魔力認証キーは、指紋認証や顔認証の魔力版らしい。

便利なものがあるものだ。


「もう少し、この魔道具のことを教えて欲しいです。はい」


「そうだなぁ。この魔石は1300年以上生きた空母級モンスターのもの。これも今は機密だけど、長寿であればあるほど、また、魔石の格が上がれば上がるほど、魔力の交換効率や備蓄量が上がる」


魔石の格というのは、巨大モンスターの方が格上になる。例えば、ゴブリンが格下で空母の方が格上となる。


「1300年物の空母級って・・・なるほど。それなら、早く魔石ハントに出かけるべきです。キャンプなんか行っている暇は・・・」


「うん。魔石ハントは考えている。今回の旅行はこの移動砦の試運転みたいなものだ。キャンプの次は、人類未踏の地に挑む。そこで、長寿モンスターの魔石ハントを行いたい。なので、今回の試運転1回で移動砦の運用をものにしてくれ」


「「「「はい!」」」」


ちなみに、高効率と呼べるくらいの魔石は、最低でも1000年以上の長寿モンスターでないとダメなようだ。

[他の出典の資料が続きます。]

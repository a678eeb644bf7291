// MODEL: Actor, static world and camera state
pub mod actor;
pub mod camera;
pub mod collider;
pub mod level;

pub use actor::Actor;
pub use camera::{Camera, CameraRig};
pub use collider::{Collider, ColliderShape};
pub use level::{Level, LevelError};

1000年を下回ると徐々に効率が落ちていき、500年を下回ると極端に効率が落ちていくため、魔力装置としてはあまり役に立たない。

だが、変換機能を省き、備蓄限定ならば、『魔王の魔道具』とカップリングさせるととても優秀な魔力装置になる。なお、備蓄するの時には属性を指定することになる。反重力などに。


要は、1000年物以上の魔石が高効率魔力兼魔力装置、いわゆる『魔王の魔道具(親機)』。で、それに紐づけされた500年から1000年物未満の魔石が高効率魔力装置、いわゆる『魔王の魔道具(子機)』になる。

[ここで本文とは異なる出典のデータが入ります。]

//! Per-frame simulation step
//!
//! Order within one frame: pause toggle, clock, spawn timers and checks,
//! movement, proximity triggers, then phase transitions. Everything a trigger
//! does goes through [`Session::dispatch`].

use glam::{Vec2, Vec3};

use super::actions::Action;
use super::collision::{HoldStatus, ProximityEvent, in_finish_zone, within};
use super::course::PORTAL_POSITION;
use super::movement::Terrain;
use super::session::{PORTAL_ID, Session};
use super::state::{GameEvent, GamePhase};
use crate::consts::*;

/// Autopilot abandons a course after this long
const AUTOPILOT_GIVE_UP_SECS: f32 = 20.0;

/// Held keys for a single frame
#[derive(Debug, Clone, Default, PartialEq)]
pub struct TickInput {
    pub forward: bool,
    pub back: bool,
    pub left: bool,
    pub right: bool,
    /// Abandon a parkour challenge
    pub interact: bool,
    pub jump: bool,
    /// Pause toggle
    pub pause: bool,
    /// Demo mode - the player walks itself around
    pub autopilot: bool,
}

impl TickInput {
    /// Unpack a key bitmask (forward, back, left, right, interact, jump, pause, autopilot from bit 0)
    pub fn from_bits(bits: u32) -> Self {
        let bit = |n: u32| bits & (1 << n) != 0;
        Self {
            forward: bit(0),
            back: bit(1),
            left: bit(2),
            right: bit(3),
            interact: bit(4),
            jump: bit(5),
            pause: bit(6),
            autopilot: bit(7),
        }
    }

    /// Raw key axis (x: right positive, y: back positive)
    pub fn direction(&self) -> Vec2 {
        let axis = |neg: bool, pos: bool| pos as i8 as f32 - neg as i8 as f32;
        Vec2::new(axis(self.left, self.right), axis(self.forward, self.back))
    }

    fn steer_toward(&mut self, from: Vec3, to: Vec3) {
        const DEADZONE: f32 = 0.1;
        let dx = to.x - from.x;
        let dz = to.z - from.z;
        self.right = dx > DEADZONE;
        self.left = dx < -DEADZONE;
        self.back = dz > DEADZONE;
        self.forward = dz < -DEADZONE;
    }
}

/// Advance the session by one frame
pub fn tick(session: &mut Session, input: &TickInput, dt: f32) {
    let dt = dt.clamp(0.0, MAX_FRAME_DT);

    if input.pause {
        match session.state.phase {
            GamePhase::Playing => {
                session.dispatch(&Action::PauseGame).ok();
                return;
            }
            GamePhase::Paused => {
                session.dispatch(&Action::ResumeGame).ok();
            }
            _ => {}
        }
    }

    session.state.advance_clock(dt);

    let mut input = input.clone();
    if input.autopilot {
        autopilot(session, &mut input);
    }

    match session.state.phase {
        GamePhase::Playing => tick_playing(session, &input, dt),
        GamePhase::Parkour => tick_parkour(session, &input, dt),
        _ => {}
    }
}

fn tick_playing(session: &mut Session, input: &TickInput, dt: f32) {
    let events = session
        .scheduler
        .advance(&mut session.state, &mut session.rng, dt);
    session.push_events(events);

    let speed = session.move_speed();
    let terrain = Terrain::open(session.state.map_size);
    session
        .player
        .step(input.direction(), input.jump, speed, dt, &terrain);

    let targets = session.proximity_targets();
    let hits = session.proximity.resolve(session.player.position, &targets);
    for hit in hits {
        match hit {
            ProximityEvent::HoverEnter(id) if id != PORTAL_ID => {
                session.push_events([GameEvent::TreasureHover { id }]);
            }
            ProximityEvent::Trigger(id) if id == PORTAL_ID => {
                session.dispatch(&Action::StartParkour).ok();
            }
            ProximityEvent::Trigger(id) => {
                if let Some(probability) = session.state.treasure(&id).map(|t| t.probability) {
                    session.dispatch(&Action::CollectTreasure { id, probability }).ok();
                }
            }
            _ => {}
        }
        if session.state.phase != GamePhase::Playing {
            return;
        }
    }

    let required = session.state.required_treasures();
    if required > 0 && session.state.treasures_found.len() >= required {
        session.dispatch(&Action::CompleteLevel).ok();
    }
}

fn tick_parkour(session: &mut Session, input: &TickInput, dt: f32) {
    if input.interact {
        session.dispatch(&Action::FailParkour).ok();
        return;
    }

    session.course_time += dt;
    let speed = session.move_speed();
    if let Some(course) = session.course.as_ref() {
        let terrain = Terrain {
            platforms: &course.platforms,
            time: session.course_time,
            bounds: course.bounds,
        };
        session
            .player
            .step(input.direction(), input.jump, speed, dt, &terrain);
    }

    let inside = session
        .finish_position()
        .is_some_and(|finish| in_finish_zone(session.player.position, finish, FINISH_RADIUS));
    if session.finish_hold.update(inside, dt) == HoldStatus::Complete {
        session.dispatch(&Action::CompleteParkour).ok();
    }
}

/// Fill in keys for demo mode
fn autopilot(session: &mut Session, input: &mut TickInput) {
    let pos = session.player.position;
    match session.state.phase {
        GamePhase::Playing => {
            // A chest that refused to open only re-arms once we leave its hover radius
            if let Some(from) = session.retreat_from {
                if within(pos, from, HOVER_RADIUS + 0.5) {
                    input.steer_toward(pos, pos + (pos - from));
                    return;
                }
                session.retreat_from = None;
            }

            if let Some(missed) = session
                .state
                .remaining_treasures()
                .find(|t| within(pos, t.position, TRIGGER_RADIUS))
            {
                session.retreat_from = Some(missed.position);
                input.steer_toward(pos, pos + (pos - missed.position));
                return;
            }

            let target = if session.state.parkour.available {
                Some(PORTAL_POSITION)
            } else {
                session
                    .state
                    .remaining_treasures()
                    .map(|t| t.position)
                    .min_by(|a, b| a.distance_squared(pos).total_cmp(&b.distance_squared(pos)))
            };
            if let Some(target) = target {
                input.steer_toward(pos, target);
            }
        }
        GamePhase::Parkour => {
            if session.course_time > AUTOPILOT_GIVE_UP_SECS {
                input.interact = true;
                return;
            }
            let Some(course) = session.course.as_ref() else {
                return;
            };
            let t = session.course_time;
            let next = course
                .platforms
                .iter()
                .find(|p| p.top() > pos.y + 0.5)
                .or_else(|| course.finish());
            if let Some(platform) = next {
                let center = platform.position_at(t);
                input.steer_toward(pos, center);
                let gap = Vec2::new(center.x - pos.x, center.z - pos.z).length();
                input.jump = !session.player.airborne && platform.top() > pos.y && gap < 3.0;
            }
        }
        _ => {}
    }
}

#[cfg(test)]
mod tests {
    use super::*;
    use crate::sim::movement::Player;
    use crate::tuning::Tuning;

    const DT: f32 = 1.0 / 60.0;

    fn sure_thing() -> Tuning {
        let mut tuning = Tuning::default();
        for level in &mut tuning.levels {
            level.treasure_probabilities = vec![1.0; 5];
            level.parkour_probability = 0.0;
        }
        tuning
    }

    fn run(session: &mut Session, input: &TickInput, frames: usize) {
        for _ in 0..frames {
            tick(session, input, DT);
        }
    }

    #[test]
    fn test_from_bits() {
        let input = TickInput::from_bits(0b0010_0101);
        assert!(input.forward && input.left && input.jump);
        assert!(!input.back && !input.right && !input.pause);
        assert_eq!(input.direction(), Vec2::new(-1.0, -1.0));
    }

    #[test]
    fn test_pause_toggle_freezes_timers() {
        let mut s = Session::new(1, Tuning::default(), 0);
        s.dispatch(&Action::StartGame { difficulty: 1 }).unwrap();
        run(&mut s, &TickInput::default(), 60);
        let pause = TickInput {
            pause: true,
            ..Default::default()
        };
        tick(&mut s, &pause, DT);
        assert_eq!(s.state().phase, GamePhase::Paused);

        let elapsed = s.scheduler().weather.elapsed;
        run(&mut s, &TickInput::default(), 600);
        assert_eq!(s.scheduler().weather.elapsed, elapsed);

        tick(&mut s, &pause, DT);
        assert_eq!(s.state().phase, GamePhase::Playing);
    }

    #[test]
    fn test_walk_into_chest_collects() {
        let mut s = Session::new(1, sure_thing(), 0);
        s.dispatch(&Action::StartGame { difficulty: 1 }).unwrap();
        s.drain_events();

        // Chest 4 sits straight behind the spawn at z = 8
        let back = TickInput {
            back: true,
            ..Default::default()
        };
        run(&mut s, &back, 90);
        assert!(s.state().is_found("treasure-4"));
        assert_eq!(s.state().score, 100);

        let events = s.drain_events();
        assert!(events.contains(&GameEvent::TreasureHover {
            id: "treasure-4".into()
        }));
        assert!(events.contains(&GameEvent::TreasureCollected {
            id: "treasure-4".into(),
            points: 100
        }));
    }

    #[test]
    fn test_failed_chest_does_not_refire_while_standing() {
        let mut tuning = sure_thing();
        tuning.levels[0].treasure_probabilities[4] = 1e-9;
        let mut s = Session::new(1, tuning, 0);
        s.dispatch(&Action::StartGame { difficulty: 1 }).unwrap();
        s.player = Player::spawn(Vec3::new(0.0, GROUND_Y, 7.5));

        run(&mut s, &TickInput::default(), 120);
        let attempts = s.state().ledger.of_kind("treasure_").count();
        assert_eq!(attempts, 1);
        assert!(!s.state().is_found("treasure-4"));
    }

    #[test]
    fn test_autopilot_clears_level() {
        let mut s = Session::new(9, sure_thing(), 0);
        s.dispatch(&Action::StartGame { difficulty: 1 }).unwrap();
        let auto = TickInput {
            autopilot: true,
            ..Default::default()
        };
        for _ in 0..60 * 60 {
            tick(&mut s, &auto, DT);
            if s.state().phase == GamePhase::LevelComplete {
                break;
            }
        }
        assert_eq!(s.state().phase, GamePhase::LevelComplete);
        assert_eq!(s.state().treasures_found.len(), 5);
        assert_eq!(s.state().score, 500);
    }

    #[test]
    fn test_finish_hold_completes_parkour() {
        let mut s = Session::new(1, Tuning::default(), 0);
        s.dispatch(&Action::StartGame { difficulty: 1 }).unwrap();
        s.state.parkour.available = true;
        s.dispatch(&Action::StartParkour).unwrap();

        let finish = s.course().and_then(|c| c.finish()).copied().unwrap();
        s.player = Player::spawn(Vec3::new(finish.center.x, finish.top(), finish.center.z));

        run(&mut s, &TickInput::default(), 30);
        assert_eq!(s.state().phase, GamePhase::Parkour);
        run(&mut s, &TickInput::default(), 40);
        assert_eq!(s.state().phase, GamePhase::Playing);
        assert_eq!(s.state().map_size, BASE_MAP_SIZE + MAP_GROWTH);
        assert_eq!(s.state().score, PARKOUR_BONUS);
        assert!(s.course().is_none());
    }

    #[test]
    fn test_interact_abandons_parkour() {
        let mut s = Session::new(1, Tuning::default(), 0);
        s.dispatch(&Action::StartGame { difficulty: 1 }).unwrap();
        s.state.parkour.available = true;
        s.dispatch(&Action::StartParkour).unwrap();

        let interact = TickInput {
            interact: true,
            ..Default::default()
        };
        tick(&mut s, &interact, DT);
        assert_eq!(s.state().phase, GamePhase::Playing);
        assert!(s.state().parkour.completed.is_empty());
        assert!(s.drain_events().contains(&GameEvent::ParkourFailed { tier: 1 }));
    }

    #[test]
    fn test_portal_starts_parkour() {
        let mut s = Session::new(1, Tuning::default(), 0);
        s.dispatch(&Action::StartGame { difficulty: 1 }).unwrap();
        s.state.parkour.available = true;
        let forward = TickInput {
            forward: true,
            ..Default::default()
        };
        run(&mut s, &forward, 120);
        assert_eq!(s.state().phase, GamePhase::Parkour);
        assert!(s.course().is_some());
    }

    #[test]
    fn test_large_dt_is_clamped() {
        let mut s = Session::new(1, Tuning::default(), 0);
        s.dispatch(&Action::StartGame { difficulty: 1 }).unwrap();
        let right = TickInput {
            right: true,
            ..Default::default()
        };
        tick(&mut s, &right, 5.0);
        assert!((s.player().position.x - MOVE_SPEED * MAX_FRAME_DT).abs() < 1e-5);
    }
}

“紐付け”とは、その親機からしか供給できない子機ということだ。


今後の使い方として、『魔王の魔道具(親機)』を移動砦に設置し、『魔王の魔道具(子機)』を他の魔道具、たとえば高速輸送艇などに付けるなどした運用が考えられる。


ちなみに、魔力備蓄装置は、これまでも存在していたが、『魔王の魔道具(子機)』は、魔力譲渡の際のロスなどが桁違いに低く、効率が良いらしいのだ。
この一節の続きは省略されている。